*Exercise instructions*:
In the entries below, find every line holding the string "wide" and collect it.

Stored records
****************************************

//! C ABI for hosts that load this crate as a shared library.
//!
//! A host calls [`cedict_load_dictionary`] once at startup, then
//! [`cedict_get_pinyin`] / [`cedict_get_pinyin_initials`] per request. Results
//! are copied into a caller-owned buffer and silently truncated to its size,
//! which may cut a multi-byte character in half.
//!
//! ```c
//! size_t cedict_get_pinyin(char *buf, size_t buf_len, const char *word);
//! ```

use std::ffi::{c_char, c_int, CStr};
use std::sync::OnceLock;

use log::{error, info, warn};

use crate::cedict::{Dictionary, Initials, Pinyin, Romanization};

static DICTIONARY: OnceLock<Dictionary> = OnceLock::new();

/// Returns the process-wide dictionary, if one has been loaded.
pub fn dictionary() -> Option<&'static Dictionary> {
    DICTIONARY.get()
}

/// Copies as much of `src` as fits into `dst` and returns the byte count.
pub fn copy_truncated(dst: &mut [u8], src: &[u8]) -> usize {
    let len = src.len().min(dst.len());
    dst[..len].copy_from_slice(&src[..len]);
    len
}

/// Loads the GZIP-compressed dictionary at `path` into the process-wide slot.
///
/// Returns `0` on success, `1` if a dictionary was already loaded (the new
/// one is not read), and `-1` on failure. Failures are logged.
///
/// # Safety
/// `path` must be null or point to a NUL-terminated string.
#[no_mangle]
pub unsafe extern "C" fn cedict_load_dictionary(path: *const c_char) -> c_int {
    if path.is_null() {
        error!("cedict_load_dictionary called with a null path");
        return -1;
    }
    if DICTIONARY.get().is_some() {
        warn!("Dictionary already loaded, ignoring reload request");
        return 1;
    }

    // SAFETY: non-null and NUL-terminated per the caller contract.
    let path = unsafe { CStr::from_ptr(path) };
    let path = match path.to_str() {
        Ok(path) => path,
        Err(e) => {
            error!("Dictionary path is not valid UTF-8: {}", e);
            return -1;
        }
    };

    match Dictionary::load(path) {
        Ok(dictionary) => {
            if DICTIONARY.set(dictionary).is_err() {
                warn!("Dictionary was loaded concurrently, keeping the first one");
                return 1;
            }
            info!("Dictionary ready: {}", path);
            0
        }
        Err(e) => {
            error!("Failed to load dictionary {}: {}", path, e);
            -1
        }
    }
}

/// Writes the pinyin of `word` into `buf` and returns the number of bytes
/// written. Returns `0` when no dictionary is loaded.
///
/// # Safety
/// `buf` must be null or valid for `buf_len` writable bytes; `word` must be
/// null or point to a NUL-terminated string.
#[no_mangle]
pub unsafe extern "C" fn cedict_get_pinyin(
    buf: *mut c_char,
    buf_len: usize,
    word: *const c_char,
) -> usize {
    // SAFETY: forwarded caller contract.
    unsafe { convert_into(buf, buf_len, word, &Pinyin) }
}

/// Writes the pinyin initials of `word` into `buf` and returns the number of
/// bytes written. Returns `0` when no dictionary is loaded.
///
/// # Safety
/// Same contract as [`cedict_get_pinyin`].
#[no_mangle]
pub unsafe extern "C" fn cedict_get_pinyin_initials(
    buf: *mut c_char,
    buf_len: usize,
    word: *const c_char,
) -> usize {
    // SAFETY: forwarded caller contract.
    unsafe { convert_into(buf, buf_len, word, &Initials) }
}

unsafe fn convert_into(
    buf: *mut c_char,
    buf_len: usize,
    word: *const c_char,
    format: &dyn Romanization,
) -> usize {
    let Some(dictionary) = DICTIONARY.get() else {
        warn!("Conversion requested before a dictionary was loaded");
        return 0;
    };
    if buf.is_null() || word.is_null() {
        return 0;
    }

    // SAFETY: `word` is non-null and NUL-terminated per the caller contract.
    let word = unsafe { CStr::from_ptr(word) }.to_string_lossy();
    let converted = dictionary.convert(&word, format);

    // SAFETY: `buf` is non-null and valid for `buf_len` bytes per the caller contract.
    let dst = unsafe { std::slice::from_raw_parts_mut(buf.cast::<u8>(), buf_len) };
    copy_truncated(dst, converted.as_bytes())
}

****************************************

*Answer to this exercise*:
/// Returns the process-wide dictionary, if one has been loaded.
/// Loads the GZIP-compressed dictionary at `path` into the process-wide slot.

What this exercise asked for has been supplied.